In December 2024, a group of international Irish Studies scholars gathered in Cluj, Romania to celebrate the 25th anniversary of Babeș-Bolyai University’s MA programme in Irish Studies – to this day the only postgraduate degree offering a cross-disciplinary perspective on Irish culture, literature and history at any Central/Eastern European university. When the MA programme, initially designed as Irish Writing and Its Contexts, was created in 1999, Ireland and Central/Eastern Europe were entering a decade of hopes for deeper European integration and democratisation in their regions and worldwide. It was a time that witnessed the rapid globalising of Irish Studies, backed by Celtic Tiger optimism. However, that decade would also bring in far-reaching changes that prompted, in our domains of knowledge and across the humanities, a thorough overhaul of ways of seeing and framing difference. At the start of the Cluj ISMA, global Irish Studies was dominated by postcolonial rehistoricising and recontextualising approaches pivoting on rigorous archival studies. Importantly, the early 2000s saw a definite decline in the understanding of literary culture as part of the anthropological program of “inventing Ireland”, to quote the title of one of Declan Kiberd’s seminal books that to this day underpins our discipline; a transition from culture understood as projecting a shared sense of identity and future, to “after Ireland” (to quote another title by Kiberd), that is, to an understanding of literature as operating in a planetary field, fully enmeshed with other forms and modes of imagining personhood, creaturely life and vulnerability. 
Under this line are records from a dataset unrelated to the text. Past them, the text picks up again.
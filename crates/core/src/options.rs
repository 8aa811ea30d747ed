//! Compile-run options.

use std::fmt;
use std::str::FromStr;

use serde::{Deserialize, Serialize};

/// How rendered rule groups are bundled into output documents.
#[derive(Debug, Clone, Copy, PartialEq, Eq, Serialize, Deserialize, Default)]
#[serde(rename_all = "snake_case")]
pub enum GroupBy {
    /// One output document per host (the default).
    #[default]
    Host,
    /// A single merged document containing every host's groups.
    Single,
}

impl fmt::Display for GroupBy {
    fn fmt(&self, f: &mut fmt::Formatter<'_>) -> fmt::Result {
        match self {
            GroupBy::Host => write!(f, "host"),
            GroupBy::Single => write!(f, "single"),
        }
    }
}

impl FromStr for GroupBy {
    type Err = String;

    fn from_str(s: &str) -> std::result::Result<Self, Self::Err> {
        match s {
            "host" => Ok(GroupBy::Host),
            "single" => Ok(GroupBy::Single),
            other => Err(format!("unknown grouping mode: '{}'", other)),
        }
    }
}

/// Options controlling variable merging and output assembly.
#[derive(Debug, Clone, Default, Serialize, Deserialize)]
pub struct CompileOptions {
    /// Recursively merge mapping-typed variables instead of replacing them
    /// wholesale. Scalars and lists always replace. Off by default.
    #[serde(default)]
    pub deep_merge: bool,

    /// Output document grouping mode.
    #[serde(default)]
    pub group_by: GroupBy,
}

#[cfg(test)]
mod tests {
    use super::*;

    #[test]
    fn defaults_are_shallow_per_host() {
        let opts = CompileOptions::default();
        assert!(!opts.deep_merge);
        assert_eq!(opts.group_by, GroupBy::Host);
    }

    #[test]
    fn group_by_round_trips_from_str() {
        assert_eq!("host".parse::<GroupBy>().unwrap(), GroupBy::Host);
        assert_eq!("single".parse::<GroupBy>().unwrap(), GroupBy::Single);
        assert!("per-rack".parse::<GroupBy>().is_err());
    }
}
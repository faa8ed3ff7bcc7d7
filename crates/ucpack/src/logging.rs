use clap::ValueEnum;
use tracing::level_filters::LevelFilter;

#[derive(Copy, Clone, Debug, ValueEnum)]
pub enum LogFormat {
    Text,
    Json,
}

#[derive(Copy, Clone, Debug, ValueEnum)]
pub enum LogLevel {
    Error,
    Warn,
    Info,
    Debug,
    Trace,
}

impl From<LogLevel> for LevelFilter {
    fn from(level: LogLevel) -> Self {
        match level {
            LogLevel::Error => LevelFilter::ERROR,
            LogLevel::Warn => LevelFilter::WARN,
            LogLevel::Info => LevelFilter::INFO,
            LogLevel::Debug => LevelFilter::DEBUG,
            LogLevel::Trace => LevelFilter::TRACE,
        }
    }
}

/// Send codec diagnostics (resync, rejected frames) to stderr so stdout
/// stays clean for decoded output.
pub fn init_logging(format: LogFormat, level: LogLevel) {
    let builder = tracing_subscriber::fmt()
        .with_writer(std::io::stderr)
        .with_max_level(LevelFilter::from(level))
        .with_ansi(false)
        .with_target(false);

    let _ = match format {
        LogFormat::Text => builder.try_init(),
        LogFormat::Json => builder.json().try_init(),
    };
}
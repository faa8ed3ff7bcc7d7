//! Camera link for a face-following robot.
//!
//! The robot pairs with a face-detection camera over a broadcast radio,
//! then turns towards whatever the camera reports. Hardware sits behind the
//! [`Radio`], [`Drive`] and [`Clock`] traits so the protocol logic runs and
//! tests anywhere.

pub mod camera;
pub mod clock;
pub mod drive;
pub mod error;
pub mod handshake;
pub mod radio;
pub mod tracker;

#[cfg(test)]
mod testing;

pub use camera::{CameraConfig, CameraEvent, CameraLink, MessageFormat, TrackingCommand};
pub use clock::{Clock, ManualClock, SystemClock};
pub use drive::Drive;
pub use error::{LinkError, Result};
pub use handshake::{
    is_hello, Handshake, HandshakeConfig, HandshakeState, CAMERA_HELLO, ROBOT_HELLO,
};
pub use radio::{MacAddress, Radio};
pub use tracker::{Tracker, TrackerStep, DEFAULT_POLL_TIMEOUT};
use ucpack_frame::crc8_maxim;

use crate::cmd::{parse_hex, CrcArgs};
use crate::exit::{CliError, CliResult, SUCCESS};
use crate::output::{print_crc, CrcOutput, OutputFormat};

pub fn run(args: CrcArgs, format: OutputFormat) -> CliResult<i32> {
    let bytes = parse_hex(&args.hex).map_err(CliError::usage)?;
    let value = crc8_maxim(&bytes);

    let out = CrcOutput {
        schema_id: "ucpack/cli/v1/crc",
        algorithm: "CRC-8/MAXIM",
        input_length: bytes.len(),
        crc: format!("0x{value:02X}"),
        value,
    };
    print_crc(&out, format);
    Ok(SUCCESS)
}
Lego, legare: as the Latin etymon of the first word in our title implies, “legacies” translates as chords binding future developments or meshing their potential unfoldings with that which the past bequeaths, in the sense of both an alignment with existing lines of research and an opening up of fields of inquiry towards future possibilities. In fact, in the quarter century since the Cluj ISMA started, literary and cultural studies – Irish Studies included – have shown a pervasive preoccupation with questions of ethics and biopolitics that cut across lines of gender, class, ethnicity, human and nonhuman geographies and habitats. Consequently, the curriculum taught today is informed by corporeal studies, trauma studies, new materialism(s), different posthumanisms, animal studies, and ecocriticism, whose investigations as a rule reveal the ontological and ethical tangle of literary phenomena with earthly life. 

Irish culture has often been forced by history to experiment with modes of being, ways of transmission and aesthetic forms that widely deviated from established norms and genres, received notions of the status and social role of culture, and canonical aesthetics. Given the rapid, dramatic changes Ireland underwent since the millennium turn, to the exceptionally progressive post-Celtic Tiger state, Irish culture is again among the “first respondents” to the multiple, intersectional crises affecting all earthlings. Irish culture’s public framing has similarly continued to change. An almost symbolic illustration could be the transition from the “greening” of the towering modernist self-exiles, whose names came to adorn Dublin’s contemporary architectural landmarks (the “James Joyce” and “Samuel Beckett” bridges across the Liffey designed by international star architect Santiago Calatrava) to the naming of an offshore patrol vessel participating in UN humanitarian missions after the latter: the LÉ Samuel Beckett, which rescued around 1,000 refugees in the Mediterranean before the pandemic. 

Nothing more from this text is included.